It’s not just Cintas that’s getting a break from federal workplace safety regulators, according to The Washington Post
Last week’s issue of CityBeat
included a Porkopolis column
examining a last-minute settlement that Cintas Corp. entered into with the U.S. Labor Department before President Bush left office, and how some congressional members believe it was a cynical ploy to avoid harsher penalties and oversight that likely would’ve come later.
Regular readers know that Cintas has a long history of citations for workplace safety violations by the U.S. Occupational Safety and Health Administration (OSHA). Since 2003, Cintas has been cited for more than 170 safety violations in its facilities, including more than 70 citations that regulators deemed could cause “death or serious physical harm.”
Because of the ongoing nature of the safety problems, a congressional subcommittee has urged regulators to conduct a comprehensive review of all Cintas facilities nationwide but the agency, which currently answers to the Bush Administration, has resisted the request.A report in today’s Washington Post
shows that’s just the tip of the iceberg when it comes to dissatisfaction with OSHA’s record in recent years.
Current and former OSHA employees detail how the Bush Administration’s political appointees ordered the withdrawal of dozens of workplace health regulations and altered the effectiveness of its rules in response to industry pressure, the article states.
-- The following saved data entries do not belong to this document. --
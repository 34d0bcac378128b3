//! # Wavy Storage 模块
//!
//! 聚合器的配置/状态存储：设备状态表与路由表。
//!
//! ## 架构设计
//!
//! 1. **接口抽象层** (`traits.rs`)：`DeviceStateStore`、`RoutingStore`、`TableSource`
//! 2. **数据模型层** (`models.rs`)：`DeviceRecord`、`RoutingRule`
//! 3. **错误处理层** (`error.rs`)：统一的存储错误类型
//! 4. **实现层**：
//!    - `in_memory/`：`RwLock<HashMap>` 实现的两张表，以及测试用的静态外部源
//!    - `csv_source`：`waves.csv` / `routing.csv` 外部源（读取、设备表回写）
//! 5. **门面** (`registry.rs`)：`StateRegistry`，读、单点更新（写穿）与整体重载
//!
//! ## 约束
//!
//! - 调用方只通过 `StateRegistry` 访问表，不直接接触底层容器
//! - 单条记录整体替换，读者不会看到写了一半的记录
//! - 路由规则按 `(device_id, metric_type)` 精确匹配，没有通配与回退
//! - 外部源缺失或不可读时以空表启动，由上层的"未找到"分支统一拒绝

pub mod csv_source;
pub mod error;
pub mod in_memory;
pub mod models;
pub mod registry;
pub mod traits;

pub use csv_source::CsvTableSource;
pub use error::*;
pub use in_memory::{InMemoryDeviceStateStore, InMemoryRoutingStore, StaticTableSource};
pub use models::*;
pub use registry::{LoadSummary, SetStateOutcome, StateRegistry};
pub use traits::*;
use domain::{Destination, PendingReading, Reading};
use tokio::sync::Mutex;

struct BufferState {
    items: Vec<PendingReading>,
    next_sequence: u64,
}

/// 批量缓冲：按接受顺序保存待刷新读数，多会话并发追加。
pub struct BatchBuffer {
    state: Mutex<BufferState>,
}

impl BatchBuffer {
    pub fn new() -> Self {
        Self {
            state: Mutex::new(BufferState {
                items: Vec::new(),
                next_sequence: 0,
            }),
        }
    }

    /// 追加一条读数，返回其序号。
    pub async fn append(&self, reading: Reading, destination: Destination) -> u64 {
        let mut state = self.state.lock().await;
        let sequence = state.next_sequence;
        state.next_sequence = state.next_sequence.saturating_add(1);
        state.items.push(PendingReading {
            sequence,
            reading,
            destination,
        });
        sequence
    }

    /// 原子地取走全部读数并清空缓冲；之后的追加进入下一批。
    pub async fn drain(&self) -> Vec<PendingReading> {
        let mut state = self.state.lock().await;
        let mut batch = Vec::new();
        std::mem::swap(&mut state.items, &mut batch);
        batch
    }

    /// 把投递失败的读数放回缓冲最前面（排在更新的读数之前）。
    ///
    /// 放回后总量超过 `max_buffered` 时不放回，原样返回。
    pub async fn requeue(
        &self,
        mut batch: Vec<PendingReading>,
        max_buffered: usize,
    ) -> Result<(), Vec<PendingReading>> {
        if batch.is_empty() {
            return Ok(());
        }
        let mut state = self.state.lock().await;
        if state.items.len() + batch.len() > max_buffered {
            return Err(batch);
        }
        batch.append(&mut state.items);
        state.items = batch;
        Ok(())
    }

    pub async fn len(&self) -> usize {
        self.state.lock().await.items.len()
    }

    pub async fn is_empty(&self) -> bool {
        self.len().await == 0
    }
}

impl Default for BatchBuffer {
    fn default() -> Self {
        Self::new()
    }
}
“The legacy of the Bush administration has been one of dismal inaction,” said Robert Harrison, chairman of the occupational health section of the American Public Health Association, in The Post
. It has been “like turning a ketchup bottle upside down, banging the bottom of the container, and nothing comes out. You shake and shake and nothing comes out,” Harrison added.
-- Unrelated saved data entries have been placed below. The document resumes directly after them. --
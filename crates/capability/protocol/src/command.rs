//! 线协议：设备命令、设备应答、上游请求。

use crate::error::ProtocolError;
use domain::Reading;
use std::fmt;

/// 服务器对 `FORWARD REGISTER` 的应答。
pub const ACK_REGISTERED: &str = "ACK REGISTERED";
/// 服务器对数据投递的应答。
pub const OK: &str = "100 OK";
/// 服务器对 `FORWARD QUIT` 的应答。
pub const SERVER_BYE: &str = "400 BYE";

/// 设备发来的命令。
#[derive(Debug, Clone, PartialEq, Eq)]
pub enum DeviceCommand {
    Register { device_id: String },
    /// 额外参数被忽略
    Data(Reading),
    Quit,
}

impl DeviceCommand {
    /// 解析一行命令（已去除行尾换行）。动词区分大小写。
    pub fn parse(line: &str) -> Result<Self, ProtocolError> {
        let mut parts = line.split_whitespace();
        let verb = parts
            .next()
            .ok_or_else(|| ProtocolError::Malformed("empty line".to_string()))?;
        match verb {
            "REGISTER" => {
                let device_id = parts
                    .next()
                    .ok_or_else(|| ProtocolError::Malformed(line.to_string()))?;
                Ok(Self::Register {
                    device_id: device_id.to_string(),
                })
            }
            "DATA" => match (parts.next(), parts.next(), parts.next()) {
                (Some(device_id), Some(metric_type), Some(value)) => {
                    Ok(Self::Data(Reading::new(device_id, metric_type, value)))
                }
                _ => Err(ProtocolError::Malformed(line.to_string())),
            },
            "QUIT" if parts.next().is_none() => Ok(Self::Quit),
            _ => Err(ProtocolError::Malformed(line.to_string())),
        }
    }

    pub fn verb(&self) -> &'static str {
        match self {
            Self::Register { .. } => "REGISTER",
            Self::Data(_) => "DATA",
            Self::Quit => "QUIT",
        }
    }
}

/// 聚合器写回设备的应答。
#[derive(Debug, Clone, PartialEq, Eq)]
pub enum Reply {
    NotAssociated,
    BlockedState(String),
    RoutingNotFound,
    PreprocessingFailed,
    Bye,
    InvalidCommand,
    /// 转发往返失败（连接、写入、读取或超时）
    ServerUnavailable,
    /// 服务器应答原样转回
    Relayed(String),
}

impl fmt::Display for Reply {
    fn fmt(&self, f: &mut fmt::Formatter<'_>) -> fmt::Result {
        match self {
            Self::NotAssociated => f.write_str("403 NOT ASSOCIATED"),
            Self::BlockedState(state) => write!(f, "403 BLOCKED STATE: {}", state),
            Self::RoutingNotFound => f.write_str("404 ROUTING NOT FOUND"),
            Self::PreprocessingFailed => f.write_str("422 PREPROCESSING FAILED"),
            Self::Bye => f.write_str("400 BYE"),
            Self::InvalidCommand => f.write_str("400 INVALID COMMAND"),
            Self::ServerUnavailable => f.write_str("503 SERVER UNAVAILABLE"),
            Self::Relayed(response) => f.write_str(response),
        }
    }
}

/// 一条命令的处理结果：可选应答，以及是否结束会话。
#[derive(Debug, Clone, PartialEq, Eq, Default)]
pub struct SessionOutcome {
    pub reply: Option<Reply>,
    pub close: bool,
}

impl SessionOutcome {
    pub fn reply(reply: Reply) -> Self {
        Self {
            reply: Some(reply),
            close: false,
        }
    }

    /// 无应答（批量模式下被接受的 DATA）。
    pub fn silent() -> Self {
        Self::default()
    }

    pub fn reply_and_close(reply: Reply) -> Self {
        Self {
            reply: Some(reply),
            close: true,
        }
    }
}

/// 发往服务器的请求。
#[derive(Debug, Clone, PartialEq, Eq)]
pub enum ServerRequest {
    /// 设备原始命令加 `FORWARD ` 前缀
    Forward(String),
    /// 暂存文件引用
    File(String),
    /// 内联批次，每项为一行 `timestamp,device,metric,value`
    Batch(Vec<String>),
    /// 聚合器撤出通知
    Quit,
}

impl ServerRequest {
    /// 包装设备原始命令行。
    pub fn forward(line: &str) -> Self {
        Self::Forward(line.trim().to_string())
    }

    /// 编码为线格式（不含末尾换行）。
    pub fn encode(&self) -> String {
        match self {
            Self::Forward(line) => format!("FORWARD {}", line),
            Self::File(path) => format!("FORWARD FILE {}", path),
            Self::Batch(rows) => {
                let mut out = format!("FORWARD BATCH {}", rows.len());
                for row in rows {
                    out.push('\n');
                    out.push_str(row);
                }
                out
            }
            Self::Quit => "FORWARD QUIT".to_string(),
        }
    }
}

#[cfg(test)]
mod tests {
    use super::*;

    #[test]
    fn parse_register_and_data() {
        assert_eq!(
            DeviceCommand::parse("REGISTER W1").expect("register"),
            DeviceCommand::Register {
                device_id: "W1".to_string()
            }
        );
        assert_eq!(
            DeviceCommand::parse("DATA W1 TEMP 25 extra").expect("data"),
            DeviceCommand::Data(Reading::new("W1", "TEMP", "25"))
        );
        assert_eq!(DeviceCommand::parse("QUIT").expect("quit"), DeviceCommand::Quit);
    }

    #[test]
    fn parse_rejects_malformed() {
        for line in ["", "REGISTER", "DATA W1 TEMP", "HELLO", "register W1", "QUIT now"] {
            assert!(
                matches!(DeviceCommand::parse(line), Err(ProtocolError::Malformed(_))),
                "{line:?} should be malformed"
            );
        }
    }

    #[test]
    fn reply_codes() {
        assert_eq!(Reply::NotAssociated.to_string(), "403 NOT ASSOCIATED");
        assert_eq!(
            Reply::BlockedState("manutencao".to_string()).to_string(),
            "403 BLOCKED STATE: manutencao"
        );
        assert_eq!(Reply::RoutingNotFound.to_string(), "404 ROUTING NOT FOUND");
        assert_eq!(Reply::PreprocessingFailed.to_string(), "422 PREPROCESSING FAILED");
        assert_eq!(Reply::Bye.to_string(), "400 BYE");
        assert_eq!(Reply::Relayed(ACK_REGISTERED.to_string()).to_string(), ACK_REGISTERED);
    }

    #[test]
    fn encode_server_requests() {
        assert_eq!(
            ServerRequest::forward("REGISTER W1 ").encode(),
            "FORWARD REGISTER W1"
        );
        assert_eq!(
            ServerRequest::File("collected_data.csv".to_string()).encode(),
            "FORWARD FILE collected_data.csv"
        );
        assert_eq!(
            ServerRequest::Batch(vec!["a".to_string(), "b".to_string()]).encode(),
            "FORWARD BATCH 2\na\nb"
        );
        assert_eq!(ServerRequest::Quit.encode(), "FORWARD QUIT");
    }
}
In the recent settlement between the Labor Department and Cintas, the Mason-based company has up to two years to install certain safety equipment like guardrails on the robotic conveyor belts used in the wash alleys in its industrial laundry facilities. Such a conveyor caused the death of a Cintas worker last year. Further, the settlement doesn’t provide any OSHA schedule for oversight and inspections.
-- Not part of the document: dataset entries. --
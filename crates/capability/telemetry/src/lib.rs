//! 追踪、会话 ID 与基础计数器。

use std::sync::OnceLock;
use std::sync::atomic::{AtomicU64, Ordering};
use tracing_subscriber::{EnvFilter, fmt};

/// 基础指标快照。
#[derive(Debug, Clone, Copy, Default)]
pub struct MetricsSnapshot {
    pub sessions_opened: u64,
    pub sessions_closed: u64,
    pub registers_forwarded: u64,
    pub registers_rejected: u64,
    pub readings_accepted: u64,
    pub readings_unrouted: u64,
    pub readings_preprocess_failed: u64,
    pub malformed_commands: u64,
    pub forward_failures: u64,
    pub flush_deliveries: u64,
    pub flush_failures: u64,
    pub readings_flushed: u64,
    pub readings_dropped: u64,
    pub readings_requeued: u64,
    pub state_updates: u64,
}

/// 基础指标。
pub struct TelemetryMetrics {
    sessions_opened: AtomicU64,
    sessions_closed: AtomicU64,
    registers_forwarded: AtomicU64,
    registers_rejected: AtomicU64,
    readings_accepted: AtomicU64,
    readings_unrouted: AtomicU64,
    readings_preprocess_failed: AtomicU64,
    malformed_commands: AtomicU64,
    forward_failures: AtomicU64,
    flush_deliveries: AtomicU64,
    flush_failures: AtomicU64,
    readings_flushed: AtomicU64,
    readings_dropped: AtomicU64,
    readings_requeued: AtomicU64,
    state_updates: AtomicU64,
}

impl TelemetryMetrics {
    pub fn new() -> Self {
        Self {
            sessions_opened: AtomicU64::new(0),
            sessions_closed: AtomicU64::new(0),
            registers_forwarded: AtomicU64::new(0),
            registers_rejected: AtomicU64::new(0),
            readings_accepted: AtomicU64::new(0),
            readings_unrouted: AtomicU64::new(0),
            readings_preprocess_failed: AtomicU64::new(0),
            malformed_commands: AtomicU64::new(0),
            forward_failures: AtomicU64::new(0),
            flush_deliveries: AtomicU64::new(0),
            flush_failures: AtomicU64::new(0),
            readings_flushed: AtomicU64::new(0),
            readings_dropped: AtomicU64::new(0),
            readings_requeued: AtomicU64::new(0),
            state_updates: AtomicU64::new(0),
        }
    }

    pub fn snapshot(&self) -> MetricsSnapshot {
        MetricsSnapshot {
            sessions_opened: self.sessions_opened.load(Ordering::Relaxed),
            sessions_closed: self.sessions_closed.load(Ordering::Relaxed),
            registers_forwarded: self.registers_forwarded.load(Ordering::Relaxed),
            registers_rejected: self.registers_rejected.load(Ordering::Relaxed),
            readings_accepted: self.readings_accepted.load(Ordering::Relaxed),
            readings_unrouted: self.readings_unrouted.load(Ordering::Relaxed),
            readings_preprocess_failed: self.readings_preprocess_failed.load(Ordering::Relaxed),
            malformed_commands: self.malformed_commands.load(Ordering::Relaxed),
            forward_failures: self.forward_failures.load(Ordering::Relaxed),
            flush_deliveries: self.flush_deliveries.load(Ordering::Relaxed),
            flush_failures: self.flush_failures.load(Ordering::Relaxed),
            readings_flushed: self.readings_flushed.load(Ordering::Relaxed),
            readings_dropped: self.readings_dropped.load(Ordering::Relaxed),
            readings_requeued: self.readings_requeued.load(Ordering::Relaxed),
            state_updates: self.state_updates.load(Ordering::Relaxed),
        }
    }
}

impl Default for TelemetryMetrics {
    fn default() -> Self {
        Self::new()
    }
}

static METRICS: OnceLock<TelemetryMetrics> = OnceLock::new();

/// 获取全局指标实例。
pub fn metrics() -> &'static TelemetryMetrics {
    METRICS.get_or_init(TelemetryMetrics::new)
}

/// 初始化 tracing（默认 info）。
pub fn init_tracing() {
    let filter = EnvFilter::try_from_default_env().unwrap_or_else(|_| EnvFilter::new("info"));
    let _ = fmt().with_env_filter(filter).try_init();
}

/// 生成新的设备会话 ID。
pub fn new_session_id() -> String {
    uuid::Uuid::new_v4().to_string()
}

pub fn record_session_opened() {
    metrics().sessions_opened.fetch_add(1, Ordering::Relaxed);
}

pub fn record_session_closed() {
    metrics().sessions_closed.fetch_add(1, Ordering::Relaxed);
}

/// 记录 REGISTER 成功转发次数。
pub fn record_register_forwarded() {
    metrics().registers_forwarded.fetch_add(1, Ordering::Relaxed);
}

/// 记录 REGISTER 被拒（未关联或状态阻断）次数。
pub fn record_register_rejected() {
    metrics().registers_rejected.fetch_add(1, Ordering::Relaxed);
}

pub fn record_reading_accepted() {
    metrics().readings_accepted.fetch_add(1, Ordering::Relaxed);
}

/// 记录无路由规则的读数次数。
pub fn record_reading_unrouted() {
    metrics().readings_unrouted.fetch_add(1, Ordering::Relaxed);
}

/// 记录预处理失败的读数次数。
pub fn record_reading_preprocess_failed() {
    metrics()
        .readings_preprocess_failed
        .fetch_add(1, Ordering::Relaxed);
}

pub fn record_malformed_command() {
    metrics().malformed_commands.fetch_add(1, Ordering::Relaxed);
}

/// 记录转发往返失败次数（连接、写入、读取或超时）。
pub fn record_forward_failure() {
    metrics().forward_failures.fetch_add(1, Ordering::Relaxed);
}

/// 记录一次成功的刷新投递及其读数数量。
pub fn record_flush_delivered(count: u64) {
    let metrics = metrics();
    metrics.flush_deliveries.fetch_add(1, Ordering::Relaxed);
    metrics.readings_flushed.fetch_add(count, Ordering::Relaxed);
}

pub fn record_flush_failure() {
    metrics().flush_failures.fetch_add(1, Ordering::Relaxed);
}

/// 记录投递失败后被丢弃的读数数量。
pub fn record_readings_dropped(count: u64) {
    metrics().readings_dropped.fetch_add(count, Ordering::Relaxed);
}

/// 记录投递失败后回填缓冲的读数数量。
pub fn record_readings_requeued(count: u64) {
    metrics().readings_requeued.fetch_add(count, Ordering::Relaxed);
}

pub fn record_state_update() {
    metrics().state_updates.fetch_add(1, Ordering::Relaxed);
}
Also, the severity of 43 “willful” violations issued against Cintas since last spring were downgraded to the more benign “unclassified.” Willful violations are committed with “intentional disregard” for the law or “plain indifference” to worker safety, according to OSHA guidelines.
Two congressional members called the settlement “insufficient.” The Post
’s article reveals just how lackadaisical OSHA’s attitude is regarding protecting American workers.